La mayoría de las familias de los mercaderes más ricos de Simhara vivían en el lado de la ciudad que daba al mar, en un enclave de mansiones elegantes y recargadas, retirado del gran puerto y con una vista magnífica del golfo. La casa de los Copperguild era una de las más impresionantes, dándole a entender a la joven lo próspera —e influyente— que la familia había llegado a ser a través de los años. Sabía que Mylo no era tan sólo el propietario titular de los enormes intereses mercantiles de los Copperguild, sino que también había ostentado un puesto importante en el Consejo del anterior Takhan. Augon Hunnamek le había ofrecido un ascenso dentro del nuevo régimen, pero Mylo había solicitado que se le permitiera retirarse de la vida de la corte y concentrarse en sus intereses mercantiles, en los cuales, había dicho, estaba mejor situado para servir a la prosperidad de Khimiz.

Llegaron a la parte alta y penetraron en una enorme y aireada habitación con las puertas de la balconada bien abiertas para dejar entrar la brisa nocturna. Había ya otras siete personas presentes, y Mylo presentó primero a Índigo a una mujer de edad, con un perfil que recordaba a un halcón —su madre y abuela de Leando, matriarca de la familia—, luego a su esposa e hijo Elsender, que era quizás un año o dos mayor que Leando. Tras él le tocó el turno a la hermana casada de Leando y a su esposo, y otra joven pareja, primos lejanos cuyos nombres Índigo no pudo luego recordar.

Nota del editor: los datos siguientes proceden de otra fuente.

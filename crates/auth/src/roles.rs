use core::str::FromStr;

use serde::{Deserialize, Serialize};

use sharebook_core::DomainError;

/// Role of a member within one ledger.
///
/// Totally ordered: `Owner > Admin > Member > Viewer`. The ordinal is the
/// rank, so a *lower* ordinal means *more* privilege.
#[derive(Debug, Copy, Clone, PartialEq, Eq, Hash, Serialize, Deserialize)]
#[serde(rename_all = "SCREAMING_SNAKE_CASE")]
pub enum MemberRole {
    Owner,
    Admin,
    Member,
    Viewer,
}

impl MemberRole {
    pub const ALL: [MemberRole; 4] = [
        MemberRole::Owner,
        MemberRole::Admin,
        MemberRole::Member,
        MemberRole::Viewer,
    ];

    pub fn ordinal(self) -> u8 {
        match self {
            MemberRole::Owner => 0,
            MemberRole::Admin => 1,
            MemberRole::Member => 2,
            MemberRole::Viewer => 3,
        }
    }

    /// `true` when `self` is `required` or ranks above it.
    pub fn has_at_least(self, required: MemberRole) -> bool {
        self.ordinal() <= required.ordinal()
    }

    /// OWNER and ADMIN may manage the ledger's settings, categories and members.
    pub fn can_manage(self) -> bool {
        self.has_at_least(MemberRole::Admin)
    }

    pub fn can_write_expenses(self) -> bool {
        self.has_at_least(MemberRole::Member)
    }

    pub fn as_str(self) -> &'static str {
        match self {
            MemberRole::Owner => "OWNER",
            MemberRole::Admin => "ADMIN",
            MemberRole::Member => "MEMBER",
            MemberRole::Viewer => "VIEWER",
        }
    }
}

impl core::fmt::Display for MemberRole {
    fn fmt(&self, f: &mut core::fmt::Formatter<'_>) -> core::fmt::Result {
        f.write_str(self.as_str())
    }
}

impl FromStr for MemberRole {
    type Err = DomainError;

    fn from_str(s: &str) -> Result<Self, Self::Err> {
        match s.trim().to_ascii_uppercase().as_str() {
            "OWNER" => Ok(MemberRole::Owner),
            "ADMIN" => Ok(MemberRole::Admin),
            "MEMBER" => Ok(MemberRole::Member),
            "VIEWER" => Ok(MemberRole::Viewer),
            other => Err(DomainError::bad_request(format!("unknown role: {other}"))),
        }
    }
}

Para cuando se sentaron a comer, Índigo había llegado ya a la conclusión de que Leando el cortesano y Leando el hombre de familia eran dos personas totalmente diferentes. Ésta era la primera vez que lo veía entre los suyos, y el contraste resultaba sorprendente. Aunque el hecho de pasar tanto tiempo en palacio lo había distanciado en cierta forma de su familia, existía una inconfundible cordialidad entre ellos, una sensación de camaradería compartida que revelaba un nuevo aspecto del carácter de Leando. Sus propios padres, según sabía Índigo, estaban muertos; quedaba muy claro, pues, que consideraba a Mylo como a un segundo padre, y Mylo, por su parte, le dedicaba el mismo tratamiento que a su propio hijo.

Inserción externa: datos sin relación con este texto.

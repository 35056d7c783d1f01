//! Authentication service: signup, login, refresh and logout orchestration.

use std::sync::Arc;

use chrono::Utc;
use serde::Serialize;

use sharebook_core::{DomainError, DomainResult, UserId, Validator};

use crate::lifecycle::{TokenLifecycleManager, TokenPair};
use crate::password::PasswordVerifier;
use crate::principal::{PrincipalStore, User, UserSummary};
use crate::refresh::RefreshTokenStore;

pub const NAME_MAX_LEN: usize = 50;

#[derive(Debug, Clone)]
pub struct SignupInput {
    pub email: String,
    pub password: String,
    pub name: String,
}

/// Tokens plus the profile of the user they were issued for.
#[derive(Debug, Clone, Serialize)]
pub struct AuthOutput {
    #[serde(flatten)]
    pub tokens: TokenPair,
    pub user: UserSummary,
}

/// Authentication service.
///
/// Generic over its stores so that the auth layer has no dependency on the
/// infrastructure crate.
pub struct AuthService<P, R, H> {
    principals: P,
    lifecycle: Arc<TokenLifecycleManager<R, P>>,
    passwords: H,
    min_password_length: usize,
}

impl<P, R, H> AuthService<P, R, H>
where
    P: PrincipalStore,
    R: RefreshTokenStore,
    H: PasswordVerifier,
{
    pub fn new(
        principals: P,
        lifecycle: Arc<TokenLifecycleManager<R, P>>,
        passwords: H,
        min_password_length: usize,
    ) -> Self {
        Self {
            principals,
            lifecycle,
            passwords,
            min_password_length,
        }
    }

    pub fn lifecycle(&self) -> &Arc<TokenLifecycleManager<R, P>> {
        &self.lifecycle
    }

    /// Register a new user and issue their first token pair.
    pub fn signup(&self, input: SignupInput) -> DomainResult<AuthOutput> {
        let mut v = Validator::new();
        let email = v.email("email", &input.email);
        if input.password.is_empty() {
            v.push("password", "Password is required");
        } else {
            v.min_length("password", &input.password, self.min_password_length);
        }
        v.required_text("name", &input.name, NAME_MAX_LEN);
        v.finish()?;
        let email = email.ok_or_else(|| DomainError::bad_request("Invalid email format"))?;

        if self.principals.exists_by_email(email.as_str())? {
            return Err(DomainError::bad_request(format!(
                "Email already registered: {email}"
            )));
        }

        let hash = self.passwords.hash(&input.password)?;
        let user = User::new(email, hash, input.name.trim().to_string(), Utc::now());
        self.principals.save(user.clone())?;
        tracing::info!(user_id = %user.id, "user registered");

        self.respond(&user)
    }

    /// Verify credentials and issue a new token pair. Earlier pairs stay valid.
    pub fn login(&self, email: &str, password: &str) -> DomainResult<AuthOutput> {
        let invalid = || DomainError::unauthorized("Invalid email or password");

        let normalized = email.trim().to_lowercase();
        let user = self.principals.find_by_email(&normalized)?.ok_or_else(invalid)?;
        if !self.passwords.verify(password, &user.password_hash)? {
            tracing::info!(user_id = %user.id, "login rejected");
            return Err(invalid());
        }

        tracing::info!(user_id = %user.id, "user logged in");
        self.respond(&user)
    }

    /// Rotate a refresh token.
    pub fn refresh(&self, refresh_token: &str) -> DomainResult<AuthOutput> {
        let tokens = self.lifecycle.rotate_refresh_token(refresh_token)?;
        let user_id = self.lifecycle.authenticate(&tokens.access_token)?;
        let user = self
            .principals
            .find_by_id(user_id)?
            .ok_or(DomainError::InvalidToken)?;
        Ok(AuthOutput {
            tokens,
            user: user.summary(),
        })
    }

    /// Revoke all refresh tokens of the user. Access tokens already handed out
    /// stay usable until they expire.
    pub fn logout(&self, user_id: UserId) -> DomainResult<()> {
        self.lifecycle.revoke_all(user_id)?;
        tracing::info!(user_id = %user_id, "user logged out");
        Ok(())
    }

    fn respond(&self, user: &User) -> DomainResult<AuthOutput> {
        let tokens = self.lifecycle.issue_token_pair(user.id, &user.email)?;
        Ok(AuthOutput {
            tokens,
            user: user.summary(),
        })
    }
}
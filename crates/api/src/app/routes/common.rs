use std::str::FromStr;

use axum::http::StatusCode;
use axum::response::IntoResponse;
use axum::Json;
use serde::Serialize;

use sharebook_core::{DomainError, DomainResult};

use crate::app::errors;

/// Map a service result onto a JSON response with `status` on success.
pub fn respond<T: Serialize>(
    status: StatusCode,
    result: DomainResult<T>,
) -> axum::response::Response {
    match result {
        Ok(body) => (status, Json(body)).into_response(),
        Err(e) => errors::domain_error_to_response(e),
    }
}

/// `204 No Content` on success.
pub fn no_content(result: DomainResult<()>) -> axum::response::Response {
    match result {
        Ok(()) => StatusCode::NO_CONTENT.into_response(),
        Err(e) => errors::domain_error_to_response(e),
    }
}

/// Parse a path segment into a typed id.
pub fn parse_id<T>(raw: &str) -> DomainResult<T>
where
    T: FromStr<Err = DomainError>,
{
    T::from_str(raw)
}

/// Parse the two ids of a nested resource path, outer segment first.
pub fn parse_pair<A, B>(a: &str, b: &str) -> DomainResult<(A, B)>
where
    A: FromStr<Err = DomainError>,
    B: FromStr<Err = DomainError>,
{
    Ok((parse_id(a)?, parse_id(b)?))
}

/// Run password hashing and other CPU-heavy service calls off the async
/// workers.
pub async fn blocking<T, F>(f: F) -> DomainResult<T>
where
    F: FnOnce() -> DomainResult<T> + Send + 'static,
    T: Send + 'static,
{
    tokio::task::spawn_blocking(f)
        .await
        .unwrap_or_else(|e| Err(DomainError::storage(format!("worker task failed: {e}"))))
}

La conversación durante la cena fue ligera e informal. Se habló de barcos, de_ mareas y del tiempo: en su calidad de antiguo marinero, Índigo se vio muy solicitada, y relató muchas de sus experiencias en el Kara-Karai. Luego la conversación giró hacia cuestiones más sociales: acontecimientos en la corte, los progresos de la Infanta, el mecenazgo del Takhan sobre las nuevas inversiones y expansión de la ciudad y el puerto. La abuela de Leando interrogó a Índigo estrechamente sobre lo último en relación a las modas y costumbres de la corte, y cuando por fin se agotaron todos los temas de conversación, la esposa de Mylo se sentó frente a un recargado instrumento musical situado en el extremo opuesto de la habitación, e interpretó algunas melodías tradicionales que los reunidos corearon.